Hello and thanks in advance for your response. I’m Brazilian and I have two surnames. In Portuguese-speaking countries, when a writer has two surnames, we should index his or her work starting by the last surname. When we cite Lygia Fagundes Telles, for instance, we cite her as Telles, Lygia Fagundes. Not all people who live outside Portuguese-speaking countries are aware of this rule. Can this cause a problem for tracking citations? If a journal asks their readers to cite Lygia Fagundes Telles as Telles, Lygia Fagundes and people incorrectly cite her as Fagundes Telles, Lygia, will the citation be missed? In case it will, can an editor ask Crossref to register a writer’s article both ways (as Telles, Lygia Fagundes and as Fagundes Telles, Lygia)?
Hi!
Thank you for taking the time to post and provide some insight into correct citation of names from Portuguese-speaking countries.
We come across this frequently and assist authors in getting the metadata corrected with the publishers when they request it.
In regards to citation matching in the Crossref metadata:
If the publisher has included a DOI for the cited article, (either by itself or as part of a formatted reference) then the DOI is used to match. This happens as soon as the metadata is successfully deposited.
On the other hand, if its a formatted reference and does not have a DOI, then our matching system extracts and matches other features, such as the title, journal, and author, to confirm the match. This process takes longer if it doesn’t find a match at first. This is why including the DOI is so important for citation counting.

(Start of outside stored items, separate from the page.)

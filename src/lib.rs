//! Game Lobby Server Library
//!
//! A small HTTP server built with axum for gathering players before a game:
//! pick a name, create or join a room by code, mark yourself ready, and let
//! the host start.
//!
//! # Features
//! - Username stored in a signed session cookie
//! - Room creation with 6-character hexadecimal codes
//! - Idempotent room joining (codes are case-insensitive)
//! - Ready marks and an all-ready check that excludes the host
//! - Host-only game start
//! - JSON room state at `/room/<code>/state`
//!
//! # Architecture
//! Uses the Actor pattern with `mpsc` channels:
//! - `RoomRegistry` is the actor owning every room
//! - Request handlers talk to it through a cloneable `RegistryHandle`
//! - No locks needed - all state access goes through message passing
//!
//! # Example
//! ```ignore
//! use axum_extra::extract::cookie::Key;
//! use tokio::net::TcpListener;
//! use lobby_server::{serve, AppState, RegistryHandle};
//!
//! #[tokio::main]
//! async fn main() {
//!     let listener = TcpListener::bind("127.0.0.1:8080").await.unwrap();
//!     let state = AppState::new(RegistryHandle::spawn(256), Key::generate());
//!     serve(listener, state).await.unwrap();
//! }
//! ```

pub mod config;
pub mod error;
pub mod handler;
pub mod message;
pub mod registry;
pub mod room;
pub mod server;
pub mod session;
pub mod types;
pub mod views;

// Re-export main types for convenience
pub use config::Config;
pub use error::{AppError, RoomError};
pub use message::RoomSnapshot;
pub use registry::{RegistryCommand, RegistryHandle, RoomRegistry};
pub use room::Room;
pub use server::{router, serve, AppState};
pub use session::CurrentUser;
pub use types::RoomCode;
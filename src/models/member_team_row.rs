use super::{Member, Team};
use serde::{Deserialize, Serialize};
use sqlx::FromRow;

/// Flat projection of a member joined (left outer) with its team
///
/// Column aliases match the field names so the row maps straight from the
/// projection query. Team columns are `None` when the member has no team.
#[derive(Debug, Clone, PartialEq, Eq, Serialize, Deserialize, FromRow)]
#[serde(rename_all = "camelCase")]
pub struct MemberTeamRow {
    pub member_id: i64,
    pub username: Option<String>,
    pub age: i32,
    pub team_id: Option<i64>,
    pub team_name: Option<String>,
}

impl MemberTeamRow {
    pub fn from_parts(member: &Member, team: Option<&Team>) -> Self {
        Self {
            member_id: member.member_id,
            username: member.username.clone(),
            age: member.age,
            team_id: team.map(|t| t.team_id),
            team_name: team.map(|t| t.name.clone()),
        }
    }
}
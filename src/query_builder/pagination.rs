/// Represents the LIMIT/OFFSET window of a query
#[derive(Debug, Clone, Copy, PartialEq, Eq)]
pub struct Pagination {
    pub limit: u64,
    pub offset: u64,
}

impl Pagination {
    /// Create pagination with both limit and offset
    pub fn limit_offset(limit: u64, offset: u64) -> Self {
        Self { limit, offset }
    }

    /// Convert to SQL string
    pub fn to_sql(&self) -> String {
        format!(" LIMIT {} OFFSET {}", self.limit, self.offset)
    }

    /// Apply the window to an already filtered and ordered sequence
    pub fn apply<T>(&self, rows: impl IntoIterator<Item = T>) -> Vec<T> {
        let offset = usize::try_from(self.offset).unwrap_or(usize::MAX);
        let limit = usize::try_from(self.limit).unwrap_or(usize::MAX);
        rows.into_iter().skip(offset).take(limit).collect()
    }
}
//! # Member Search
//!
//! - [`condition`] - The sparse filter callers send
//! - [`predicates`] - Filter construction from a condition
//! - [`page`] - Page requests, page results and count-avoiding assembly
//! - [`repository`] - The three retrieval modes

pub mod condition;
pub mod page;
pub mod predicates;
pub mod repository;

pub use condition::MemberSearchCondition;
pub use page::{get_page, PageResult, Pageable, SortKey};
pub use repository::MemberSearchRepository;
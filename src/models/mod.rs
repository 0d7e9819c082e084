pub mod member;
pub mod member_team_row;
pub mod team;

// Re-export core models for easy access
pub use member::Member;
pub use member_team_row::MemberTeamRow;
pub use team::Team;
use member_query::search::{MemberSearchCondition, Pageable};
use member_query::storage::InMemoryStore;
use proptest::prelude::*;

/// A member row to seed: username, age, index into the seeded teams
pub type MemberSeed = (Option<String>, i32, Option<usize>);

pub const TEAM_NAMES: [&str; 3] = ["teamA", "teamB", "teamC"];

/// Small username alphabet so equality filters actually hit
pub fn username_strategy() -> impl Strategy<Value = Option<String>> {
    prop::option::of(prop_oneof![
        Just("member1".to_string()),
        Just("member2".to_string()),
        Just("member3".to_string()),
    ])
}

pub fn member_seed_strategy() -> impl Strategy<Value = MemberSeed> {
    (
        username_strategy(),
        0i32..60,
        prop::option::of(0usize..TEAM_NAMES.len()),
    )
}

pub fn store_seed_strategy() -> impl Strategy<Value = Vec<MemberSeed>> {
    prop::collection::vec(member_seed_strategy(), 0..20)
}

/// Text filter values, blanks included
pub fn text_filter_strategy(values: &'static [&'static str]) -> impl Strategy<Value = Option<String>> {
    prop::option::of(prop_oneof![
        prop::sample::select(values).prop_map(str::to_string),
        Just(String::new()),
        Just("   ".to_string()),
    ])
}

pub fn condition_strategy() -> impl Strategy<Value = MemberSearchCondition> {
    (
        text_filter_strategy(&["member1", "member2", "member3"]),
        text_filter_strategy(&TEAM_NAMES),
        prop::option::of(0i32..60),
        prop::option::of(0i32..60),
    )
        .prop_map(|(username, team_name, age_goe, age_loe)| MemberSearchCondition {
            username,
            team_name,
            age_goe,
            age_loe,
        })
}

pub fn pageable_strategy() -> impl Strategy<Value = Pageable> {
    (0i64..25, 1i64..8).prop_map(|(offset, size)| Pageable::with_offset(offset, size))
}

pub fn build_store(seeds: &[MemberSeed]) -> InMemoryStore {
    let store = InMemoryStore::new();
    let teams: Vec<i64> = TEAM_NAMES
        .iter()
        .map(|name| store.insert_team(name).team_id)
        .collect();
    for (username, age, team) in seeds {
        store
            .insert_member(username.as_deref(), *age, team.map(|index| teams[index]))
            .unwrap();
    }
    store
}
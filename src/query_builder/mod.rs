//! # Query Builder System
//!
//! Storage-agnostic query specifications for member searches.
//!
//! ## Key Components
//!
//! - [`builder`] - The query value: source, projection, joins, filter, order, window
//! - [`conditions`] - Comparison predicates and their conjunction
//! - [`joins`] - Relations and JOIN kinds (INNER, LEFT)
//! - [`ordering`] - ORDER BY keys with explicit NULL placement
//! - [`pagination`] - LIMIT/OFFSET window
//! - [`scopes`] - The shared member/team projection
//!
//! Executors in [`crate::storage`] interpret a [`QueryBuilder`]; `build_sql()` renders
//! it as PostgreSQL text with inlined literals for logging and debugging.
//!
//! ## Example Usage
//!
//! ```rust
//! use member_query::query_builder::{Condition, Field, MemberScopes, WhereClause};
//!
//! let filter = WhereClause::and(vec![Condition::goe(Field::Age, 25)]);
//! let query = MemberScopes::member_team_projection(filter);
//! assert!(query.build_sql().contains("LEFT JOIN team t"));
//! assert!(query.simplified_count_query().joins().is_empty());
//! ```

pub mod builder;
pub mod conditions;
pub mod fields;
pub mod joins;
pub mod ordering;
pub mod pagination;
pub mod scopes;

pub use builder::QueryBuilder;
pub use conditions::{Condition, Operator, WhereClause};
pub use fields::{Entity, Field};
pub use joins::{Join, JoinType, Relation};
pub use ordering::{Direction, NullOrdering, OrderBy};
pub use pagination::Pagination;
pub use scopes::MemberScopes;
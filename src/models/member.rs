use serde::{Deserialize, Serialize};
use sqlx::FromRow;

/// Member record with a non-owning reference to its team
/// Maps to `member` table
#[derive(Debug, Clone, PartialEq, Eq, Serialize, Deserialize, FromRow)]
pub struct Member {
    pub member_id: i64,
    pub username: Option<String>,
    pub age: i32,
    /// `None` means the member has no team
    pub team_id: Option<i64>,
}

impl Member {
    pub fn new(member_id: i64, username: Option<&str>, age: i32, team_id: Option<i64>) -> Self {
        Self {
            member_id,
            username: username.map(str::to_string),
            age,
            team_id,
        }
    }
}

For your question about how the order affects the citation matching, you can try it with our Simple Text Query form. I tried this with another authors who have two last names in their article metadata deposited with Crossref. The order of the names did not seem to matter, even if I reduced it down to their initials.

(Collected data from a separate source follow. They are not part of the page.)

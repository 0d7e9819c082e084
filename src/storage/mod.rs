//! # Storage Collaborators
//!
//! Query execution behind a trait: a [`QueryExecutor`] receives a
//! [`QueryBuilder`] and returns projected rows or a row count. Nothing above this
//! layer knows which database answers.

pub mod memory;
#[cfg(feature = "postgres")]
pub mod postgres;

use crate::error::Result;
use crate::models::MemberTeamRow;
use crate::query_builder::QueryBuilder;
use async_trait::async_trait;
use std::sync::Arc;

pub use memory::InMemoryStore;
#[cfg(feature = "postgres")]
pub use postgres::PgQueryExecutor;

#[async_trait]
pub trait QueryExecutor: Send + Sync {
    /// Run the query with its projection, ordering and window
    async fn fetch_rows(&self, query: &QueryBuilder) -> Result<Vec<MemberTeamRow>>;

    /// Count rows matching source, joins and filter; projection, ordering and window
    /// are ignored
    async fn count(&self, query: &QueryBuilder) -> Result<u64>;
}

#[async_trait]
impl<T: QueryExecutor + ?Sized> QueryExecutor for Arc<T> {
    async fn fetch_rows(&self, query: &QueryBuilder) -> Result<Vec<MemberTeamRow>> {
        (**self).fetch_rows(query).await
    }

    async fn count(&self, query: &QueryBuilder) -> Result<u64> {
        (**self).count(query).await
    }
}
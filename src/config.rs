//! # Search Configuration
//!
//! Layered configuration: built-in defaults, then an optional file
//! (`config/member_query.{toml,yaml,json}` or an explicit path), then
//! `MEMBER_QUERY_*` environment variables.

use crate::error::{MemberQueryError, Result};
use config::{Config, Environment, File, FileFormat, FileSourceFile};
use serde::{Deserialize, Serialize};
use std::path::Path;
use tracing::debug;

pub const DEFAULT_DATABASE_URL: &str = "postgresql://localhost/member_query_development";
pub const DEFAULT_MAX_CONNECTIONS: u32 = 10;
pub const DEFAULT_PAGE_SIZE: u32 = 20;
pub const DEFAULT_MAX_PAGE_SIZE: u32 = 2000;

const ENV_PREFIX: &str = "MEMBER_QUERY";
const DEFAULT_CONFIG_FILE: &str = "config/member_query";

#[derive(Debug, Clone, PartialEq, Eq, Serialize, Deserialize)]
pub struct SearchConfig {
    pub database_url: String,
    pub max_connections: u32,
    /// Page size used when a caller builds a pageable without one
    pub default_page_size: u32,
    /// Upper bound on any requested page size
    pub max_page_size: u32,
}

impl Default for SearchConfig {
    fn default() -> Self {
        Self {
            database_url: DEFAULT_DATABASE_URL.to_string(),
            max_connections: DEFAULT_MAX_CONNECTIONS,
            default_page_size: DEFAULT_PAGE_SIZE,
            max_page_size: DEFAULT_MAX_PAGE_SIZE,
        }
    }
}

impl SearchConfig {
    /// Load defaults, `config/member_query.*` if present, then the environment
    pub fn load() -> Result<Self> {
        Self::load_layers(Some(File::with_name(DEFAULT_CONFIG_FILE).required(false)))
    }

    /// Load defaults, the given file (which must exist), then the environment
    pub fn load_from_file(path: &Path) -> Result<Self> {
        Self::load_layers(Some(File::from(path).required(true)))
    }

    /// Defaults overridden by `MEMBER_QUERY_*` variables only
    pub fn from_env() -> Result<Self> {
        Self::load_layers(None)
    }

    fn load_layers(file: Option<File<FileSourceFile, FileFormat>>) -> Result<Self> {
        let defaults = Self::default();
        let mut builder = Config::builder()
            .set_default("database_url", defaults.database_url)?
            .set_default("max_connections", i64::from(defaults.max_connections))?
            .set_default("default_page_size", i64::from(defaults.default_page_size))?
            .set_default("max_page_size", i64::from(defaults.max_page_size))?;
        if let Some(file) = file {
            builder = builder.add_source(file);
        }
        let config = builder
            .add_source(Environment::with_prefix(ENV_PREFIX).try_parsing(true))
            .build()?
            .try_deserialize::<SearchConfig>()?;

        config.validate()?;

        debug!(
            max_connections = config.max_connections,
            default_page_size = config.default_page_size,
            max_page_size = config.max_page_size,
            "Search configuration loaded"
        );

        Ok(config)
    }

    pub fn validate(&self) -> Result<()> {
        if self.database_url.trim().is_empty() {
            return Err(MemberQueryError::Configuration(
                "database_url must not be empty".to_string(),
            ));
        }
        if self.max_connections == 0 {
            return Err(MemberQueryError::Configuration(
                "max_connections must be positive".to_string(),
            ));
        }
        if self.default_page_size == 0 || self.max_page_size == 0 {
            return Err(MemberQueryError::Configuration(
                "page sizes must be positive".to_string(),
            ));
        }
        if self.default_page_size > self.max_page_size {
            return Err(MemberQueryError::Configuration(format!(
                "default_page_size ({}) exceeds max_page_size ({})",
                self.default_page_size, self.max_page_size
            )));
        }
        Ok(())
    }
}
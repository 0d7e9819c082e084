use crate::common::{scenario_store, usernames, CountingExecutor, StalledExecutor};
use member_query::search::{MemberSearchCondition, MemberSearchRepository, Pageable};
use member_query::SearchConfig;
use std::time::Duration;

#[tokio::test]
async fn test_first_page_with_exact_total() {
    let repository = MemberSearchRepository::new(CountingExecutor::new(scenario_store()));
    let page = repository
        .search_page_simple(&MemberSearchCondition::new(), &Pageable::of(0, 2))
        .await
        .unwrap();

    assert_eq!(usernames(page.content()), vec![Some("member1"), Some("member2")]);
    assert_eq!(page.total(), 4);
    assert_eq!(page.total_pages(), 2);
    assert!(page.has_next());
    assert!(page.is_first());
}

#[tokio::test]
async fn test_always_counts_even_for_short_page() {
    let repository = MemberSearchRepository::new(CountingExecutor::new(scenario_store()));
    let page = repository
        .search_page_simple(&MemberSearchCondition::new(), &Pageable::of(0, 10))
        .await
        .unwrap();

    assert_eq!(page.number_of_elements(), 4);
    assert_eq!(page.total(), 4);
    assert_eq!(repository.executor().content_queries(), 1);
    assert_eq!(repository.executor().count_queries(), 1);
}

#[tokio::test]
async fn test_count_ignores_window_and_keeps_join() {
    let repository = MemberSearchRepository::new(CountingExecutor::new(scenario_store()));
    let page = repository
        .search_page_simple(
            &MemberSearchCondition::new().age_goe(20),
            &Pageable::with_offset(1, 1),
        )
        .await
        .unwrap();

    assert_eq!(usernames(page.content()), vec![Some("member3")]);
    assert_eq!(page.total(), 3);

    let count_query = repository.executor().last_count_query().unwrap();
    assert_eq!(count_query.pagination(), None);
    assert_eq!(count_query.joins().len(), 1);
}

#[tokio::test]
async fn test_negative_offset_is_invalid_argument() {
    let repository = MemberSearchRepository::new(CountingExecutor::new(scenario_store()));
    let err = repository
        .search_page_simple(&MemberSearchCondition::new(), &Pageable::with_offset(-1, 10))
        .await
        .unwrap_err();

    assert!(err.is_invalid_argument());
    assert_eq!(repository.executor().content_queries(), 0);
    assert_eq!(repository.executor().count_queries(), 0);
}

#[tokio::test]
async fn test_non_positive_page_size_is_invalid_argument() {
    let repository = MemberSearchRepository::new(scenario_store());
    for size in [0, -3] {
        let err = repository
            .search_page_simple(&MemberSearchCondition::new(), &Pageable::with_offset(0, size))
            .await
            .unwrap_err();
        assert!(err.is_invalid_argument());
    }
}

#[tokio::test]
async fn test_page_size_above_configured_maximum() {
    let config = SearchConfig {
        max_page_size: 3,
        ..SearchConfig::default()
    };
    let repository = MemberSearchRepository::with_config(scenario_store(), &config);

    let err = repository
        .search_page_simple(&MemberSearchCondition::new(), &Pageable::of(0, 4))
        .await
        .unwrap_err();
    assert!(err.is_invalid_argument());

    let page = repository
        .search_page_simple(&MemberSearchCondition::new(), &Pageable::of(0, 3))
        .await
        .unwrap();
    assert_eq!(page.number_of_elements(), 3);
}

#[tokio::test]
async fn test_count_failure_fails_page() {
    let executor = CountingExecutor::new(scenario_store());
    executor.fail_count();
    let repository = MemberSearchRepository::new(executor);

    let err = repository
        .search_page_simple(&MemberSearchCondition::new(), &Pageable::of(0, 10))
        .await
        .unwrap_err();
    assert!(err.is_storage_failure());
}

#[tokio::test]
async fn test_cancelled_before_queries_finish_yields_no_page() {
    let repository = MemberSearchRepository::new(StalledExecutor::all(scenario_store()));
    let result = tokio::time::timeout(
        Duration::from_millis(50),
        repository.search_page_simple(&MemberSearchCondition::new(), &Pageable::of(0, 2)),
    )
    .await;
    assert!(result.is_err());

    // Content finishes but the concurrent count never does
    let repository = MemberSearchRepository::new(StalledExecutor::count_only(scenario_store()));
    let result = tokio::time::timeout(
        Duration::from_millis(50),
        repository.search_page_simple(&MemberSearchCondition::new(), &Pageable::of(0, 10)),
    )
    .await;
    assert!(result.is_err());
}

This depends of course on the metadata for the article being deposited in Crossref and the quality of the metadata. Articles with minimal metadata may have a more difficult time matching.
So, to answer your question: the order of the name in the citation does not seem to matter with regards to our citation matching.
For the single instance of the name for each author deposited in the metadata by the publisher, it does not seem to effect the citation matching systems’ ability to find a DOI. (All DOI metadata is provided to us by our publisher members. Crossref does not update, edit, or correct publisher-provided metadata directly.)
Hope this is helpful!
-Poppy
Thanks for your response, Poppy! I used the Simple Text Query and indeed it seems to track citations even if an author is miscited. However, I still think that Crossref may lose citations when the order of an author’s surnames is incorrectly cited. So please let me know in case a journal can ask Crossref to register a writer’s article both ways (as Telles, Lygia Fagundes and as Fagundes Telles, Lygia).